When asked about the parallels between Evolution and Ghostbusters, Reitman answered, “There is a common theme. I like the idea of the common man who steps in and does something heroic.”

Like Ghostbusters, the hero of Evolution is not a single common man acting alone, but a group of them. Ira and Harry are aided in their quest by another unlikely hero, an aspiring firefighter named Wayne, played by Cottage Grove native Seann William Scott (best known as Stifler from American Pie).

“This was a little different than Dude, Where’s my Car?,” Scott confessed. “Working with David, Orlando and Julianne – some of the actors that have had a huge influence on me – it was great. I was just in awe.” The big-name cast is definately a far cry from Scott’s earlier gigs in commercials as the Sunny Delight guy. You remember, his Mom was the one who always had Sunny D. in the fridge, making her “the coolest.”

If a few average Joe’s trying to save the world from evolving aliens while trying to overcome the U.S. government and meet a few nice girls in the meantime doesn’t appeal to your liking, Evolution also features its own take on race relations for the more socially conscious viewer.

“I wanted to set up a black-white relationship with David and Orlando that was fresh for the screen,” Reitman reveals. “These are both smart men who are of an equal stature.”

Jones also commented on the relationship. “This is the first movie I’ve seen with a black guy and a white guy as friends and one of them isn’t a convict. Our relationship isn’t based on race at all, we’re just two cats who teach together and are friends. There’s no gimmick. There’s no ridiculous hook.”

As for the special effects, the actors seemed to adjust to working with them fairly easily. In fact, the only actor who had previously worked with special effects – Duchovny – seemed to have the most problems with the technologically enhanced creatures.

“The big blue monkeys had really weird genitalia,” Duchovny sheepishly confessed. “It was kind of hermaphroditic. Julianne called it a ‘testina.’ It was odd because I’d find myself staring at these, and I didn’t want the monkeys to see me staring at their testina’s.” We’ve all been there, Dave.

There you have it, aspiring producers.
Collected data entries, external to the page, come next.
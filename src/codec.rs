use crate::error::CodecError;
use http::{header, HeaderMap, HeaderValue};
use serde::{de::DeserializeOwned, Serialize};

/// Body serialization formats the transport knows how to negotiate.
#[derive(Clone, Copy, Debug, Eq, PartialEq)]
pub enum BodyFormat {
    Json,
    Xml,
    Form,
}

impl BodyFormat {
    /// Content type written alongside bodies of this format.
    pub fn content_type(self) -> HeaderValue {
        HeaderValue::from_static(match self {
            BodyFormat::Json => "application/json",
            BodyFormat::Xml => "application/xml",
            BodyFormat::Form => "application/x-www-form-urlencoded",
        })
    }

    pub(crate) fn from_essence(essence: &str) -> Option<BodyFormat> {
        match essence {
            "application/json" => Some(BodyFormat::Json),
            "application/xml" | "text/xml" => Some(BodyFormat::Xml),
            "application/x-www-form-urlencoded" => Some(BodyFormat::Form),
            _ if essence.ends_with("+json") => Some(BodyFormat::Json),
            _ if essence.ends_with("+xml") => Some(BodyFormat::Xml),
            _ => None,
        }
    }
}

/// Media type without its parameters, e.g. `text/xml; charset=utf-8` ->
/// `text/xml`.
pub(crate) fn essence(media_type: &str) -> &str {
    media_type.split(';').next().unwrap_or("").trim()
}

/// Codec configuration shared by every context of a server. Read-only once
/// the owning [`Stack`](crate::stack::Stack) is built.
#[derive(Clone, Copy, Debug)]
pub struct Codecs {
    request_default: BodyFormat,
    response_default: BodyFormat,
}

impl Default for Codecs {
    fn default() -> Self {
        Codecs {
            request_default: BodyFormat::Json,
            response_default: BodyFormat::Json,
        }
    }
}

impl Codecs {
    /// Format assumed for request bodies carrying no recognized
    /// Content-Type.
    pub fn request_default(mut self, format: BodyFormat) -> Self {
        self.request_default = format;
        self
    }

    /// Format used for responses when the Accept list names nothing we
    /// serve.
    pub fn response_default(mut self, format: BodyFormat) -> Self {
        self.response_default = format;
        self
    }

    /// Decoder implied by the request's Content-Type.
    pub fn request_format(&self, headers: &HeaderMap) -> BodyFormat {
        headers
            .get(header::CONTENT_TYPE)
            .and_then(|v| v.to_str().ok())
            .and_then(|v| BodyFormat::from_essence(essence(v)))
            .unwrap_or(self.request_default)
    }

    /// Encoder implied by the request's Accept list; the first recognized
    /// entry wins. Full preference-ordering negotiation is out of scope.
    pub fn response_format(&self, headers: &HeaderMap) -> BodyFormat {
        if let Some(accept) = headers.get(header::ACCEPT).and_then(|v| v.to_str().ok()) {
            for entry in accept.split(',') {
                if let Some(format) = BodyFormat::from_essence(essence(entry)) {
                    return format;
                }
            }
        }
        self.response_default
    }
}

pub(crate) fn decode<T: DeserializeOwned>(format: BodyFormat, bytes: &[u8]) -> Result<T, CodecError> {
    match format {
        BodyFormat::Json => serde_json::from_slice(bytes).map_err(CodecError::from),
        BodyFormat::Xml => quick_xml::de::from_reader(bytes).map_err(CodecError::from),
        BodyFormat::Form => serde_urlencoded::from_bytes(bytes).map_err(CodecError::from),
    }
}

pub(crate) fn encode<T: Serialize>(format: BodyFormat, value: &T) -> Result<Vec<u8>, CodecError> {
    match format {
        BodyFormat::Json => serde_json::to_vec(value).map_err(CodecError::from),
        BodyFormat::Xml => quick_xml::se::to_string(value)
            .map(String::into_bytes)
            .map_err(CodecError::from),
        BodyFormat::Form => serde_urlencoded::to_string(value)
            .map(String::into_bytes)
            .map_err(CodecError::from),
    }
}

#[cfg(test)]
mod tests {
    use super::*;

    fn headers(pairs: &[(&'static str, &'static str)]) -> HeaderMap {
        let mut map = HeaderMap::new();
        for &(name, value) in pairs {
            map.insert(
                header::HeaderName::from_static(name),
                HeaderValue::from_static(value),
            );
        }
        map
    }

    #[test]
    fn request_format_follows_content_type() {
        let codecs = Codecs::default();
        assert_eq!(
            codecs.request_format(&headers(&[("content-type", "application/xml; charset=utf-8")])),
            BodyFormat::Xml
        );
        assert_eq!(
            codecs.request_format(&headers(&[("content-type", "application/x-www-form-urlencoded")])),
            BodyFormat::Form
        );
        assert_eq!(
            codecs.request_format(&headers(&[("content-type", "application/problem+json")])),
            BodyFormat::Json
        );
        // unrecognized falls back to the configured default
        let codecs = codecs.request_default(BodyFormat::Form);
        assert_eq!(
            codecs.request_format(&headers(&[("content-type", "text/csv")])),
            BodyFormat::Form
        );
    }

    #[test]
    fn response_format_takes_the_first_recognized_accept_entry() {
        let codecs = Codecs::default();
        assert_eq!(
            codecs.response_format(&headers(&[("accept", "text/html, application/xml;q=0.9")])),
            BodyFormat::Xml
        );
        assert_eq!(codecs.response_format(&headers(&[])), BodyFormat::Json);
    }
}
use crate::error::JaspeError;
use async_trait::async_trait;
use http::{HeaderMap, Response as RawResponse, StatusCode};
use hyper::{body::Bytes, Body as RawBody};
use std::io::{Error as IoError, ErrorKind};
use tokio::sync::oneshot;

/// Write half of one HTTP exchange, supplied by the hosting server.
///
/// Implementations transport the status line exactly once and body bytes in
/// the order they are handed over. Header mutations after the head went out
/// are lost by construction, per HTTP semantics.
#[async_trait]
pub trait ResponseSink: Send {
    /// The outgoing header map, writable until the head is sent.
    fn headers_mut(&mut self) -> &mut HeaderMap;

    /// Emit the status line together with the headers accumulated so far.
    /// Called at most once per exchange.
    async fn send_head(&mut self, status: StatusCode) -> Result<(), JaspeError>;

    /// Emit one chunk of body bytes.
    async fn send_data(&mut self, chunk: Bytes) -> Result<(), JaspeError>;
}

/// Buffers the status code so it stays overridable until the first body
/// byte is flushed.
///
/// The underlying sink's status line goes out at most once, triggered by
/// the first body write since the buffer was (re)bound, carrying whatever
/// status is pending *at that moment*.
pub struct ResponseBuffer {
    sink: Option<Box<dyn ResponseSink>>,
    status: StatusCode,
    head_sent: bool,
}

impl ResponseBuffer {
    /// A buffer not yet bound to a sink; writes fail with
    /// [`JaspeError::Detached`].
    pub(crate) fn detached() -> Self {
        ResponseBuffer {
            sink: None,
            status: StatusCode::OK,
            head_sent: false,
        }
    }

    /// Bind to a new sink. The pending status returns to `200 OK` and the
    /// head counts as unsent. No I/O is performed.
    pub(crate) fn rebind(&mut self, sink: Box<dyn ResponseSink>) {
        self.sink = Some(sink);
        self.status = StatusCode::OK;
        self.head_sent = false;
    }

    /// Drop the current sink (pool release path).
    pub(crate) fn unbind(&mut self) {
        self.sink = None;
        self.status = StatusCode::OK;
        self.head_sent = false;
    }

    /// The pending status code.
    pub fn status(&self) -> StatusCode {
        self.status
    }

    /// In-memory update only; the last value set before the first body byte
    /// is what the status line carries. Calls after the head went out keep
    /// the pending field current but cannot reach the wire anymore.
    pub fn set_status(&mut self, status: StatusCode) {
        self.status = status;
    }

    /// Whether the status line already went out.
    pub fn head_sent(&self) -> bool {
        self.head_sent
    }

    /// Outgoing headers, `None` while detached. Headers must be in place
    /// before the first body write.
    pub fn headers_mut(&mut self) -> Option<&mut HeaderMap> {
        self.sink.as_mut().map(|sink| sink.headers_mut())
    }

    /// Emit the status line now if it has not gone out yet.
    pub async fn flush_head(&mut self) -> Result<(), JaspeError> {
        let sink = self.sink.as_mut().ok_or(JaspeError::Detached)?;
        if !self.head_sent {
            sink.send_head(self.status).await?;
            self.head_sent = true;
        }
        Ok(())
    }

    /// Write body bytes. The first call since the buffer was bound emits
    /// the status line with the current pending code; every call forwards
    /// the chunk.
    pub async fn write(&mut self, chunk: Bytes) -> Result<(), JaspeError> {
        self.flush_head().await?;
        self.sink
            .as_mut()
            .ok_or(JaspeError::Detached)?
            .send_data(chunk)
            .await
    }
}

/// Head of an outgoing response, as handed to the hosting server by a
/// [`ChannelSink`].
#[derive(Debug)]
pub struct ResponseHead {
    pub status: StatusCode,
    pub headers: HeaderMap,
}

/// Production sink bridging to hyper: the head travels over a oneshot, the
/// body over `hyper::Body::channel`, so the hosting server can assemble and
/// start streaming the raw response while the handler is still writing.
pub struct ChannelSink {
    headers: HeaderMap,
    head_tx: Option<oneshot::Sender<ResponseHead>>,
    body_tx: hyper::body::Sender,
}

impl ChannelSink {
    pub fn new() -> (ChannelSink, ResponseReceiver) {
        let (head_tx, head_rx) = oneshot::channel();
        let (body_tx, body) = RawBody::channel();
        (
            ChannelSink {
                headers: HeaderMap::new(),
                head_tx: Some(head_tx),
                body_tx,
            },
            ResponseReceiver { head: head_rx, body },
        )
    }
}

#[async_trait]
impl ResponseSink for ChannelSink {
    fn headers_mut(&mut self) -> &mut HeaderMap {
        &mut self.headers
    }

    async fn send_head(&mut self, status: StatusCode) -> Result<(), JaspeError> {
        let tx = self
            .head_tx
            .take()
            .ok_or_else(|| JaspeError::Io(IoError::new(ErrorKind::InvalidInput, "status line already sent")))?;
        let headers = std::mem::take(&mut self.headers);
        tx.send(ResponseHead { status, headers })
            .map_err(|_| JaspeError::Io(IoError::new(ErrorKind::BrokenPipe, "response receiver went away")))
    }

    async fn send_data(&mut self, chunk: Bytes) -> Result<(), JaspeError> {
        self.body_tx.send_data(chunk).await.map_err(JaspeError::from)
    }
}

/// Receiving half of a [`ChannelSink`] pair.
pub struct ResponseReceiver {
    head: oneshot::Receiver<ResponseHead>,
    body: RawBody,
}

impl ResponseReceiver {
    /// Await the head and assemble the raw response for the hosting server.
    /// The body streams through as the context keeps writing it.
    pub async fn into_response(self) -> Result<RawResponse<RawBody>, JaspeError> {
        let head = self.head.await.map_err(|_| {
            JaspeError::Io(IoError::new(
                ErrorKind::UnexpectedEof,
                "sink dropped before a response was written",
            ))
        })?;
        let mut response = RawResponse::new(self.body);
        *response.status_mut() = head.status;
        *response.headers_mut() = head.headers;
        Ok(response)
    }
}

#[cfg(test)]
mod tests {
    use super::*;
    use std::sync::{Arc, Mutex};

    #[derive(Default)]
    struct Recorded {
        head: Option<StatusCode>,
        head_writes: usize,
        body: Vec<u8>,
    }

    struct RecordingSink {
        headers: HeaderMap,
        recorded: Arc<Mutex<Recorded>>,
    }

    impl RecordingSink {
        fn new() -> (RecordingSink, Arc<Mutex<Recorded>>) {
            let recorded = Arc::new(Mutex::new(Recorded::default()));
            (
                RecordingSink {
                    headers: HeaderMap::new(),
                    recorded: recorded.clone(),
                },
                recorded,
            )
        }
    }

    #[async_trait]
    impl ResponseSink for RecordingSink {
        fn headers_mut(&mut self) -> &mut HeaderMap {
            &mut self.headers
        }

        async fn send_head(&mut self, status: StatusCode) -> Result<(), JaspeError> {
            let mut recorded = self.recorded.lock().unwrap();
            recorded.head = Some(status);
            recorded.head_writes += 1;
            Ok(())
        }

        async fn send_data(&mut self, chunk: Bytes) -> Result<(), JaspeError> {
            self.recorded.lock().unwrap().body.extend_from_slice(&chunk);
            Ok(())
        }
    }

    #[tokio::test]
    async fn head_waits_for_the_first_body_byte_and_takes_the_last_status() {
        let (sink, recorded) = RecordingSink::new();
        let mut buffer = ResponseBuffer::detached();
        buffer.rebind(Box::new(sink));

        buffer.set_status(StatusCode::CREATED);
        buffer.set_status(StatusCode::IM_A_TEAPOT);
        assert!(recorded.lock().unwrap().head.is_none());

        buffer.write(Bytes::from_static(b"a")).await.unwrap();
        buffer.set_status(StatusCode::INTERNAL_SERVER_ERROR);
        buffer.write(Bytes::from_static(b"b")).await.unwrap();

        let recorded = recorded.lock().unwrap();
        assert_eq!(recorded.head, Some(StatusCode::IM_A_TEAPOT));
        assert_eq!(recorded.head_writes, 1);
        assert_eq!(recorded.body, b"ab");
    }

    #[tokio::test]
    async fn rebind_restores_the_default_status() {
        let (first, _) = RecordingSink::new();
        let (second, recorded) = RecordingSink::new();
        let mut buffer = ResponseBuffer::detached();

        buffer.rebind(Box::new(first));
        buffer.set_status(StatusCode::NOT_FOUND);
        buffer.rebind(Box::new(second));
        assert_eq!(buffer.status(), StatusCode::OK);

        buffer.write(Bytes::from_static(b"ok")).await.unwrap();
        assert_eq!(recorded.lock().unwrap().head, Some(StatusCode::OK));
    }

    #[tokio::test]
    async fn detached_buffer_refuses_to_write() {
        let mut buffer = ResponseBuffer::detached();
        assert!(matches!(
            buffer.write(Bytes::from_static(b"x")).await,
            Err(JaspeError::Detached)
        ));
    }
}
//! ### jaspe is a pooled per-request http context layer for async rust services
//! It sits between a hosting server/router and handler code: one [`Context`](context::Context)
//! wraps one request/response exchange, binding input from path captures, query,
//! form and structured bodies, encoding output through content-negotiated codecs,
//! and keeping the status line overridable until the first body byte goes out.
//! The server, the route matching and the middleware implementations stay outside;
//! this crate only asks them to satisfy small contracts.
//!
//! ## Quick handler setup
//! ```ignore
//! use jaspe::prelude::*;
//! use std::sync::Arc;
//!
//! # async fn serve(request: Request) {
//! let stack = Stack::builder()
//!     .configure_codecs(|c| c.response_default(BodyFormat::Json))
//!     .build();
//! let pool = Arc::new(ContextPool::new(stack));
//!
//! let hello = handler_fn(|mut ctx: Context| async move {
//!     let res = ctx.string(StatusCode::OK, "hello").await;
//!     (ctx, res)
//! });
//!
//! // per matched request: `request` carries the router's captures
//! let (sink, receiver) = ChannelSink::new();
//! let ctx = pool.acquire(Box::new(sink), request);
//! let wrapped = ctx.middleware(hello);
//! let (ctx, _res) = wrapped(ctx).await;
//! pool.release(ctx);
//! let raw = receiver.into_response().await;
//! # }
//! ```

#[macro_use]
extern crate log;

/// Flat key/value containers and the serde-driven binder
pub mod binding;
/// The inbound request body
pub mod body;
/// Body format negotiation and the concrete codecs
pub mod codec;
/// Context enveloping every request <-> response
pub mod context;
/// Error definitions
pub mod error;
/// Handler shape and middleware chain composition
pub mod middleware;
/// Context slot pool
pub mod pool;
/// The Http Request type
pub mod request;
/// Response buffering and sinks
pub mod response;
/// Cancellation/deadline capability of a request scope
pub mod scope;
/// Shared per-server configuration
pub mod stack;
///
pub use cookie;
///
pub use http;
///
pub use hyper;

/// Contains everything you need to put a context in front of your handlers
pub mod prelude {
    ///
    pub use crate::binding::Values;
    ///
    pub use crate::body::Body;
    ///
    pub use crate::codec::BodyFormat;
    ///
    pub use crate::codec::Codecs;
    ///
    pub use crate::context::Context;
    ///
    pub use crate::context::StatusOverride;
    ///
    pub use crate::error::JaspeError;
    ///
    pub use crate::middleware::handler_fn;
    ///
    pub use crate::middleware::middleware_fn;
    ///
    pub use crate::middleware::Handler;
    ///
    pub use crate::middleware::HandlerFuture;
    ///
    pub use crate::middleware::Middleware;
    ///
    pub use crate::middleware::MiddlewareStack;
    ///
    pub use crate::pool::ContextPool;
    ///
    pub use crate::request::Request;
    ///
    pub use crate::response::ChannelSink;
    ///
    pub use crate::response::ResponseBuffer;
    ///
    pub use crate::response::ResponseReceiver;
    ///
    pub use crate::response::ResponseSink;
    ///
    pub use crate::scope::CancelHandle;
    ///
    pub use crate::scope::CancelReason;
    ///
    pub use crate::scope::RequestScope;
    ///
    pub use crate::stack::Builder;
    ///
    pub use crate::stack::Stack;
    ///
    pub use cookie::Cookie;
    ///
    pub use cookie::CookieJar;
    ///
    pub use http::header;
    ///
    pub use http::Extensions;
    ///
    pub use http::Method;
    ///
    pub use http::StatusCode;
    ///
    pub use http::Uri;
    ///
    pub use http::Version;
    ///
    pub use hyper::body::Bytes;
}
In order to come up with a potential summer blockbuster all you need to do is gather together Mulder, Clarice Starling, The 7-Up guy and Stifler, throw in a few hermaphroditic aqua-colored apes, come up with an innovative way to destroy the world, make a progressive statement on race relations in this country and let the guy who did Stripes and Animal House direct it all.

 

Evolution opens today in theaters nationwide.